As for people meeting on their own? All well and good, providing they are mature and ready for such relationships. I don't think it is a good idea for teenaged boys and girls to mingle, since commitment could occur way too soon, before they have had any responsibilities or understand the import of their actions. 

So when is the magic age when boys and girls should be thrown together? How does a community segue from segregation to integration? Not so simple, either. 

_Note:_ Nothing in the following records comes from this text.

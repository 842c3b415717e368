/// Authentication Routes
///
/// Signup, login, token refresh, logout and the caller's profile.
/// Every success is an `AuthResponse` (or `ProfileResponse`); every failure
/// goes through `AppError` and renders the shared error body.

use actix_web::{web, HttpRequest, HttpResponse};
use serde::{Deserialize, Serialize};

use crate::auth::{normalize_email, AuthService, Claims, IssuedTokens, Registration, UserInfo};
use crate::error::{AppError, AuthError};
use crate::middleware::extract_bearer_token;
use crate::validators::{
    is_present_password, is_valid_contact_number, is_valid_email, is_valid_name,
};

#[derive(Deserialize)]
#[serde(rename_all = "camelCase")]
pub struct SignupRequest {
    pub name: String,
    pub contact_number: String,
    pub email: String,
    pub password: String,
}

#[derive(Deserialize)]
#[serde(rename_all = "camelCase")]
pub struct LoginRequest {
    pub email: String,
    pub password: String,
    #[serde(default)]
    pub remember_me: bool,
}

#[derive(Deserialize)]
#[serde(rename_all = "camelCase")]
pub struct RefreshRequest {
    #[serde(default)]
    pub refresh_token: String,
}

#[derive(Serialize, Deserialize, Debug, PartialEq, Eq)]
pub struct UserInfoResponse {
    pub email: String,
    pub name: String,
}

impl From<UserInfo> for UserInfoResponse {
    fn from(user: UserInfo) -> Self {
        Self {
            email: user.email,
            name: user.name,
        }
    }
}

/// The one success shape for signup, login, refresh and logout
#[derive(Serialize)]
#[serde(rename_all = "camelCase")]
pub struct AuthResponse {
    pub success: bool,
    pub message: String,
    #[serde(skip_serializing_if = "Option::is_none")]
    pub access_token: Option<String>,
    #[serde(skip_serializing_if = "Option::is_none")]
    pub refresh_token: Option<String>,
    #[serde(skip_serializing_if = "Option::is_none")]
    pub token_type: Option<String>,
    #[serde(skip_serializing_if = "Option::is_none")]
    pub expires_in: Option<i64>,
    #[serde(skip_serializing_if = "Option::is_none")]
    pub user: Option<UserInfoResponse>,
}

impl AuthResponse {
    fn issued(message: &str, issued: IssuedTokens, expires_in: i64) -> Self {
        Self {
            success: true,
            message: message.to_string(),
            access_token: Some(issued.access_token.encoded),
            refresh_token: issued.refresh_token.map(|token| token.encoded),
            token_type: Some("Bearer".to_string()),
            expires_in: Some(expires_in),
            user: issued.user.map(UserInfoResponse::from),
        }
    }

    fn message_only(message: &str) -> Self {
        Self {
            success: true,
            message: message.to_string(),
            access_token: None,
            refresh_token: None,
            token_type: None,
            expires_in: None,
            user: None,
        }
    }
}

#[derive(Serialize)]
#[serde(rename_all = "camelCase")]
pub struct UserProfile {
    pub id: i64,
    pub name: String,
    pub contact_number: String,
    pub email: String,
}

#[derive(Serialize)]
pub struct ProfileResponse {
    pub success: bool,
    pub message: String,
    #[serde(skip_serializing_if = "Option::is_none")]
    pub user: Option<UserProfile>,
}

/// POST /api/auth/signup
///
/// Register a new user and return an access token for the new session.
///
/// # Errors
/// - 400: Invalid field or weak password
/// - 409: Email already registered
/// - 503: User store unavailable
pub async fn signup(
    form: web::Json<SignupRequest>,
    auth: web::Data<AuthService>,
) -> Result<HttpResponse, AppError> {
    let form = form.into_inner();

    let name = is_valid_name(&form.name)?;
    let contact_number = is_valid_contact_number(&form.contact_number)?;
    let email = is_valid_email(&form.email)?;
    is_present_password(&form.password)?;

    let issued = auth
        .signup(Registration {
            name,
            contact_number,
            email,
            password: form.password,
        })
        .await?;

    Ok(HttpResponse::Created().json(AuthResponse::issued(
        "User has been registered successfully",
        issued,
        auth.access_token_ttl(),
    )))
}

/// POST /api/auth/login
///
/// Authenticate with email and password. Any earlier session of the user
/// stops being honoured.
///
/// # Errors
/// - 400: Malformed email or empty password
/// - 401: Invalid credentials (unknown email and wrong password look the same)
pub async fn login(
    form: web::Json<LoginRequest>,
    auth: web::Data<AuthService>,
) -> Result<HttpResponse, AppError> {
    let form = form.into_inner();

    let email = is_valid_email(&normalize_email(&form.email))?;
    is_present_password(&form.password)?;

    let issued = auth.login(&email, &form.password, form.remember_me).await?;

    Ok(HttpResponse::Ok().json(AuthResponse::issued(
        "Login successful",
        issued,
        auth.access_token_ttl(),
    )))
}

/// POST /api/auth/refresh
///
/// Exchange the current refresh token for a new access/refresh pair.
///
/// # Errors
/// - 401: Missing, invalid, expired or already used refresh token
pub async fn refresh(
    form: web::Json<RefreshRequest>,
    auth: web::Data<AuthService>,
) -> Result<HttpResponse, AppError> {
    let issued = auth.refresh(&form.refresh_token).await?;

    Ok(HttpResponse::Ok().json(AuthResponse::issued(
        "Token refreshed successfully",
        issued,
        auth.access_token_ttl(),
    )))
}

/// POST /api/auth/logout
///
/// Token comes from `?token=` or the `Authorization: Bearer` header.
///
/// # Errors
/// - 401: Token missing, or not the caller's current access token
pub async fn logout(
    req: HttpRequest,
    auth: web::Data<AuthService>,
) -> Result<HttpResponse, AppError> {
    let token = extract_bearer_token(&req).ok_or(AuthError::MissingToken)?;

    if !auth.validate(&token) {
        return Err(AuthError::InvalidToken.into());
    }

    auth.logout(&token);

    Ok(HttpResponse::Ok().json(AuthResponse::message_only(
        "User has been logged out successfully",
    )))
}

/// GET /api/auth/profile
///
/// **Requires a current access token**; claims are injected by `BearerAuth`.
pub async fn profile(
    claims: web::ReqData<Claims>,
    auth: web::Data<AuthService>,
) -> Result<HttpResponse, AppError> {
    let user = auth.find_user(&claims.sub).await?;

    Ok(match user {
        Some(user) => HttpResponse::Ok().json(ProfileResponse {
            success: true,
            message: "Profile fetched successfully".to_string(),
            user: Some(UserProfile {
                id: user.id,
                name: user.name,
                contact_number: user.contact_number,
                email: user.email,
            }),
        }),
        None => HttpResponse::NotFound().json(ProfileResponse {
            success: false,
            message: "User profile not found".to_string(),
            user: None,
        }),
    })
}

Each version has its own merits and pitfalls. Mayhap, with a little evolution, something will come along to integrate the two.  


FrumGeek said...

I think after coming back from Israel, at 19, is the age when the segregation should stop and it should be acceptable to see young men and women together.

FrumGeek said...

And yes, they both have problems, but both 'systems' can work, though if both or just one and which one should be used must be judged on an individual level.

Maya Resnikoff said...

First off- I just love how you've selected and shared this scene- I'm very, very fond of Bujold's work.

Secondly- I think that perhaps some socialization at younger ages could be helpful later on- maybe starting with very heavily supervised and limited situations, and building up to ones with more leeway, around the time that people are ready to start dating? I agree that there are advantages and weaknesses to both systems- but I guess I'm sufficiently outside the shidduch world myself that relying on it entirely/cutting off all social contact between the sexes just seems hard to see as beneficial.

Princess Lea said...

FG: It's not so easy to flip the switch on and off! And 19 year olds are still pretty young and not necessarily ready for dating (and I didn't go to Israel).

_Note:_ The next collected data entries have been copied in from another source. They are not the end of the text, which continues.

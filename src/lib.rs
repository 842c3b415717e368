pub mod auth;
pub mod clock;
pub mod configuration;
pub mod error;
pub mod middleware;
pub mod routes;
pub mod startup;
pub mod store;
pub mod telemetry;
pub mod validators;
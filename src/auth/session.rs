/// Session Registry
///
/// Authoritative record of which access token and which refresh token each
/// user may currently present. Signed tokens cannot be revoked on their own;
/// overwriting a slot here is what retires the previous token.
///
/// Tokens are stored as SHA-256 fingerprints, never as bearer strings.
/// Users are spread over independently locked shards so sessions of
/// different users never contend on the same lock.

use sha2::{Digest, Sha256};
use std::collections::hash_map::DefaultHasher;
use std::collections::HashMap;
use std::hash::{Hash, Hasher};
use std::sync::{RwLock, RwLockReadGuard, RwLockWriteGuard};

const SHARD_COUNT: usize = 16;

type Fingerprint = [u8; 32];

fn fingerprint(token: &str) -> Fingerprint {
    let mut print = [0u8; 32];
    print.copy_from_slice(&Sha256::digest(token.as_bytes()));
    print
}

#[derive(Debug, Default, Clone, Copy)]
struct Session {
    access: Option<Fingerprint>,
    refresh: Option<Fingerprint>,
}

type Shard = HashMap<String, Session>;

pub struct SessionRegistry {
    shards: Vec<RwLock<Shard>>,
}

impl SessionRegistry {
    pub fn new() -> Self {
        Self::with_shards(SHARD_COUNT)
    }

    pub fn with_shards(count: usize) -> Self {
        let count = count.max(1);
        Self {
            shards: (0..count).map(|_| RwLock::new(HashMap::new())).collect(),
        }
    }

    fn shard_index(&self, user: &str) -> usize {
        let mut hasher = DefaultHasher::new();
        user.hash(&mut hasher);
        (hasher.finish() as usize) % self.shards.len()
    }

    // Every write is a single map operation, so a poisoned shard is still consistent
    fn read(&self, user: &str) -> RwLockReadGuard<'_, Shard> {
        self.shards[self.shard_index(user)]
            .read()
            .unwrap_or_else(|poisoned| poisoned.into_inner())
    }

    fn write(&self, user: &str) -> RwLockWriteGuard<'_, Shard> {
        self.shards[self.shard_index(user)]
            .write()
            .unwrap_or_else(|poisoned| poisoned.into_inner())
    }

    /// Replace the honoured access token for `user`
    pub fn set_access(&self, user: &str, token: &str) {
        let print = fingerprint(token);
        self.write(user).entry(user.to_string()).or_default().access = Some(print);
    }

    /// Replace the honoured refresh token for `user`
    pub fn set_refresh(&self, user: &str, token: &str) {
        let print = fingerprint(token);
        self.write(user).entry(user.to_string()).or_default().refresh = Some(print);
    }

    /// Install a fresh session, dropping whatever `user` had before
    pub fn open(&self, user: &str, access: &str, refresh: Option<&str>) {
        let session = Session {
            access: Some(fingerprint(access)),
            refresh: refresh.map(fingerprint),
        };
        self.write(user).insert(user.to_string(), session);
    }

    /// Swap in a new token pair only if `presented` is still the honoured
    /// refresh token. Check and swap happen under one lock, so a refresh
    /// token can be redeemed at most once.
    pub fn rotate(&self, user: &str, presented: &str, access: &str, refresh: &str) -> bool {
        let presented = fingerprint(presented);
        let access = fingerprint(access);
        let refresh = fingerprint(refresh);

        let mut shard = self.write(user);
        match shard.get_mut(user) {
            Some(session) if session.refresh == Some(presented) => {
                session.access = Some(access);
                session.refresh = Some(refresh);
                true
            }
            _ => false,
        }
    }

    pub fn is_current_access(&self, user: &str, token: &str) -> bool {
        let print = fingerprint(token);
        self.read(user)
            .get(user)
            .map_or(false, |session| session.access == Some(print))
    }

    pub fn is_current_refresh(&self, user: &str, token: &str) -> bool {
        let print = fingerprint(token);
        self.read(user)
            .get(user)
            .map_or(false, |session| session.refresh == Some(print))
    }

    /// Forget both tokens for `user`; clearing an absent user is a no-op
    pub fn clear(&self, user: &str) {
        self.write(user).remove(user);
    }

    pub fn contains(&self, user: &str) -> bool {
        self.read(user).contains_key(user)
    }

    /// Number of users holding a session
    pub fn len(&self) -> usize {
        self.shards
            .iter()
            .map(|shard| {
                shard
                    .read()
                    .unwrap_or_else(|poisoned| poisoned.into_inner())
                    .len()
            })
            .sum()
    }

    pub fn is_empty(&self) -> bool {
        self.len() == 0
    }
}

impl Default for SessionRegistry {
    fn default() -> Self {
        Self::new()
    }
}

Maya: For most, there is still some socialization, just not so much in a public arena. Siblings bring friends over and everyone chats, that sort of thing. My parents generation had boys and girls socializing (although my folks met by middle-person). A balance will work itself out, I believe, with a little time.

iTripped said...

So glad you read this book! It's one of my all-time favorite series. Lois McMaster Bujold writes fantastic smart characters. Although her books are classified as sci-fi, there are so many great situations and quotes that are true to life. The series gets better as it evolves and there are many unconventional, quirky relationships. My favorite book from the series is A Civil Campaign- without a doubt one of the funniest books ever written. On a more serious side, there are a handful of courtships portrayed in the book, each with very different methods. What you can take away from reading Bujold's books is that there is no one "right way" to approach a relationship, because every individual is so completely unique.

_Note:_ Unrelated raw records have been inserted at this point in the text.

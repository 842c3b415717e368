/// JWT Token Generation and Decoding
///
/// Mints signed access and refresh tokens and turns token strings back into
/// claims. Decoding checks signature, structure and issuer only; expiry is
/// judged by the caller against its own clock.

use chrono::{DateTime, Duration, Utc};
use jsonwebtoken::errors::ErrorKind;
use jsonwebtoken::{decode, encode, Algorithm, DecodingKey, EncodingKey, Header, Validation};
use uuid::Uuid;

use crate::auth::claims::{Claims, RefreshTerm, Token, TokenKind};
use crate::configuration::JwtSettings;
use crate::error::{AuthError, DecodeError};

/// Signs and verifies tokens with the process-wide secret
pub struct TokenCodec {
    encoding_key: EncodingKey,
    decoding_key: DecodingKey,
    validation: Validation,
    issuer: String,
    access_ttl: Duration,
    refresh_ttl: Duration,
    long_refresh_ttl: Duration,
}

impl TokenCodec {
    pub fn new(config: &JwtSettings) -> Self {
        let mut validation = Validation::new(Algorithm::HS256);
        validation.set_issuer(&[&config.issuer]);
        validation.validate_exp = false;
        validation.leeway = 0;

        Self {
            encoding_key: EncodingKey::from_secret(config.secret.as_bytes()),
            decoding_key: DecodingKey::from_secret(config.secret.as_bytes()),
            validation,
            issuer: config.issuer.clone(),
            access_ttl: Duration::seconds(config.access_token_expiry),
            refresh_ttl: Duration::seconds(config.refresh_token_expiry),
            long_refresh_ttl: Duration::seconds(config.long_refresh_token_expiry),
        }
    }

    pub fn access_ttl(&self) -> Duration {
        self.access_ttl
    }

    pub fn mint_access(&self, subject: &str, now: DateTime<Utc>) -> Result<Token, AuthError> {
        self.mint(subject, now, self.access_ttl, TokenKind::Access, None)
    }

    /// Refresh token with the standard 7-day style lifetime
    pub fn mint_refresh(&self, subject: &str, now: DateTime<Utc>) -> Result<Token, AuthError> {
        self.mint(
            subject,
            now,
            self.refresh_ttl,
            TokenKind::Refresh,
            Some(RefreshTerm::Standard),
        )
    }

    /// Refresh token with the long 90-day style lifetime
    pub fn mint_long_refresh(
        &self,
        subject: &str,
        now: DateTime<Utc>,
    ) -> Result<Token, AuthError> {
        self.mint(
            subject,
            now,
            self.long_refresh_ttl,
            TokenKind::Refresh,
            Some(RefreshTerm::Long),
        )
    }

    pub fn mint_refresh_with_term(
        &self,
        subject: &str,
        now: DateTime<Utc>,
        term: RefreshTerm,
    ) -> Result<Token, AuthError> {
        match term {
            RefreshTerm::Standard => self.mint_refresh(subject, now),
            RefreshTerm::Long => self.mint_long_refresh(subject, now),
        }
    }

    fn mint(
        &self,
        subject: &str,
        now: DateTime<Utc>,
        ttl: Duration,
        kind: TokenKind,
        term: Option<RefreshTerm>,
    ) -> Result<Token, AuthError> {
        let iat = now.timestamp();
        let claims = Claims {
            sub: subject.to_string(),
            iat,
            exp: iat + ttl.num_seconds(),
            iss: self.issuer.clone(),
            jti: Uuid::new_v4().to_string(),
            typ: kind,
            term,
        };

        let encoded = encode(&Header::new(Algorithm::HS256), &claims, &self.encoding_key)
            .map_err(|e| AuthError::Internal(format!("Token generation failed: {}", e)))?;

        Ok(Token { encoded, claims })
    }

    /// Verify signature and structure, returning the token even if expired
    pub fn decode(&self, encoded: &str) -> Result<Token, DecodeError> {
        decode::<Claims>(encoded, &self.decoding_key, &self.validation)
            .map(|data| Token {
                encoded: encoded.to_string(),
                claims: data.claims,
            })
            .map_err(|e| {
                let err = match e.kind() {
                    ErrorKind::InvalidSignature => DecodeError::BadSignature,
                    _ => DecodeError::Malformed,
                };
                tracing::debug!(error = %e, "Token decode failed");
                err
            })
    }
}

/// Expiration check against an explicit instant
pub fn is_expired(token: &Token, now: DateTime<Utc>) -> bool {
    token.is_expired(now)
}

pub fn kind_of(token: &Token) -> TokenKind {
    token.kind()
}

The same thing can be said for the shidduch system- it works for some people, but it has been so corrupted that more often than not it just serves to frustrate and infuriate. If someone could come up with a good balance of the two systems that would be socially acceptable (which means proponents of the shidduch system cannot condemn anyone for stepping outside the boundaries, and people who despise the shidduch system completely have to stop writing it off as antiquated and ridiculous), there would be a lot less judging, and more matches being made.

Princess Lea said...

Ah, if only we could just be plain ol' less judgmental!

I have noticed that balanced rarely comes from one person, or through forced means; it evolves into being. Right now we are at the cusp of evolution, on shaky ground, but soon something will work out, mayhap by the time the next generation has to join this feeding frenzy.

I have heard both sides; people claiming that shidduch dating is nuts, others horrified at two people just "meeting." And then there is still the b'sho.

Yet I think that singles staying single for longer is not so terrible, considering how emotional maturity is gained at later ages than it used to be. When I look back, I know for sure I wasn't ready for marriage at 22.

In the end, what is bashert is bashert, no matter how a couple meets.